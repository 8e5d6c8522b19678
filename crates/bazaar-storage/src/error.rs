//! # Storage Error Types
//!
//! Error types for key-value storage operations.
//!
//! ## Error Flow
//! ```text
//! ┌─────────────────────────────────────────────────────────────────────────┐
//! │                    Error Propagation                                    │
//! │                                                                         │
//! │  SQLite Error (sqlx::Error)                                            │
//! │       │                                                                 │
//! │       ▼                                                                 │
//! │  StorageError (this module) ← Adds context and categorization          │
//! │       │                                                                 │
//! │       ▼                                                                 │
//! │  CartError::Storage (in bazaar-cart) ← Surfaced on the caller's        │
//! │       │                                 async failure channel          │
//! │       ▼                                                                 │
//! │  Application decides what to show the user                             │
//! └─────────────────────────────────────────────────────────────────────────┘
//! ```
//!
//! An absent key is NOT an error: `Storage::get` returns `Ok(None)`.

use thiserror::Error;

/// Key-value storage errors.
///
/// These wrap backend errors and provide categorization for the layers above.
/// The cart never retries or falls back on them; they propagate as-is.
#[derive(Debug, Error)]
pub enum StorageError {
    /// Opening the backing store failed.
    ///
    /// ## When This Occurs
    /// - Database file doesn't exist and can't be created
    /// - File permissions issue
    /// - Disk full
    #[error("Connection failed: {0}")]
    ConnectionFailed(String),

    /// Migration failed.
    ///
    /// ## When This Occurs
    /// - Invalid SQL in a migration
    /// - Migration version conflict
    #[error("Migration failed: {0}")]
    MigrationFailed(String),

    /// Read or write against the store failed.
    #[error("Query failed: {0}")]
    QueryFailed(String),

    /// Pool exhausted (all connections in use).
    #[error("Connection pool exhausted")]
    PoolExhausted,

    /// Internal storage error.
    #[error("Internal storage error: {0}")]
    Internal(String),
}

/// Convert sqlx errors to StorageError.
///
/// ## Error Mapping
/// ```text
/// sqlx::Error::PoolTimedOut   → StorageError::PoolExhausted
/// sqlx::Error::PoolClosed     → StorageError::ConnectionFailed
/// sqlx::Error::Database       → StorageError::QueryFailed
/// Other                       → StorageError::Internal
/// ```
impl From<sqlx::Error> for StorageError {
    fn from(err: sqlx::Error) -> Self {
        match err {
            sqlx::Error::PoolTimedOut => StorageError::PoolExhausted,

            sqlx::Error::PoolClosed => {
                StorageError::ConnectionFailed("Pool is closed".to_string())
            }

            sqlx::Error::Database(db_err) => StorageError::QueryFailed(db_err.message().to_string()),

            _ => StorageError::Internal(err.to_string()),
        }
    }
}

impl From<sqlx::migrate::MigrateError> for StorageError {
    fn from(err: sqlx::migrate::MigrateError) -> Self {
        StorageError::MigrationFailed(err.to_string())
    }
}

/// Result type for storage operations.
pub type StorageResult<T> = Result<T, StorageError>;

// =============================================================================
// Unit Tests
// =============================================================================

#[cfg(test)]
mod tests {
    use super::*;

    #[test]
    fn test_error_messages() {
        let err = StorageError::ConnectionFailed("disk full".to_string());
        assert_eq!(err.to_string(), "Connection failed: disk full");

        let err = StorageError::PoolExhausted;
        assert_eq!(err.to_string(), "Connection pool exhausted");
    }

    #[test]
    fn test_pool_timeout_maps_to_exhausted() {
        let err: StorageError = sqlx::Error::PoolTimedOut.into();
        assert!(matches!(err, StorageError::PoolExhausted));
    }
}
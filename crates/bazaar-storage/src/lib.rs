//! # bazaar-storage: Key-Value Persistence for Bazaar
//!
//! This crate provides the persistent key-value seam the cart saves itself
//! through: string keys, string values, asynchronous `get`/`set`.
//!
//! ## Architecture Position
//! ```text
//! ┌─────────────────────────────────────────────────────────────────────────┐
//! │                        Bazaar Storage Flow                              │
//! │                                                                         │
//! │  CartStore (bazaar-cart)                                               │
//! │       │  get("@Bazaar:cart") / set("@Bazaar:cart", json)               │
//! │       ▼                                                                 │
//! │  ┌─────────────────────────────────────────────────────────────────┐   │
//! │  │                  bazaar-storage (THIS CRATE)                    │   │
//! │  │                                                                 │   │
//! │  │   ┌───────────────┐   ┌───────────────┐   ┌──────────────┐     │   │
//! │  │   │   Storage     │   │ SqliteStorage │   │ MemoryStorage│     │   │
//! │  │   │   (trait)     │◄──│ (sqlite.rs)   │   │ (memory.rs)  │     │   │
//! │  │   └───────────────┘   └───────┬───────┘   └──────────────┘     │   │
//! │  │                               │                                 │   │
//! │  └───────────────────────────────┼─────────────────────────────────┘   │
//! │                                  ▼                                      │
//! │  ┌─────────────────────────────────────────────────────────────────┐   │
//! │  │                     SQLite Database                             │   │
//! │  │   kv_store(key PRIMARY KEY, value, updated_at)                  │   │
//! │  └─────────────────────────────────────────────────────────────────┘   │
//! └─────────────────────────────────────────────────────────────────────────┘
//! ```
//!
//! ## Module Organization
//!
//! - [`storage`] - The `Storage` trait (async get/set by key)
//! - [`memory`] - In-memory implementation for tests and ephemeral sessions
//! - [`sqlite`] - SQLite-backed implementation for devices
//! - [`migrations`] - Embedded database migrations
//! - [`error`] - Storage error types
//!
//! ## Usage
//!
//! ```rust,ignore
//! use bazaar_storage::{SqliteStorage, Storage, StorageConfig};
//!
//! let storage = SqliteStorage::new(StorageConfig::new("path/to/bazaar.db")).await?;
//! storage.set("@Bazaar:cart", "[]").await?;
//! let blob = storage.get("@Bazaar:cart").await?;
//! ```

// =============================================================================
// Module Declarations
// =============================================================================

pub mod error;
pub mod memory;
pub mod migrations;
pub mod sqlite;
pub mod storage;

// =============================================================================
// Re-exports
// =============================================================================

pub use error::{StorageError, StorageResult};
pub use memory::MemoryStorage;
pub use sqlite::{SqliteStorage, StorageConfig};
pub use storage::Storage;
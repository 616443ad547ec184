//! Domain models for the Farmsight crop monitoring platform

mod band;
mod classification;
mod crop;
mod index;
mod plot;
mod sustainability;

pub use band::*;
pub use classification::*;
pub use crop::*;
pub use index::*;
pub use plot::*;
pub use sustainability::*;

• • • •

Out of the entries, report each line that contains the word "filename".

Output for this task —
filename crates/bazaar-storage/src/error.rs
filename crates/bazaar-storage/src/lib.rs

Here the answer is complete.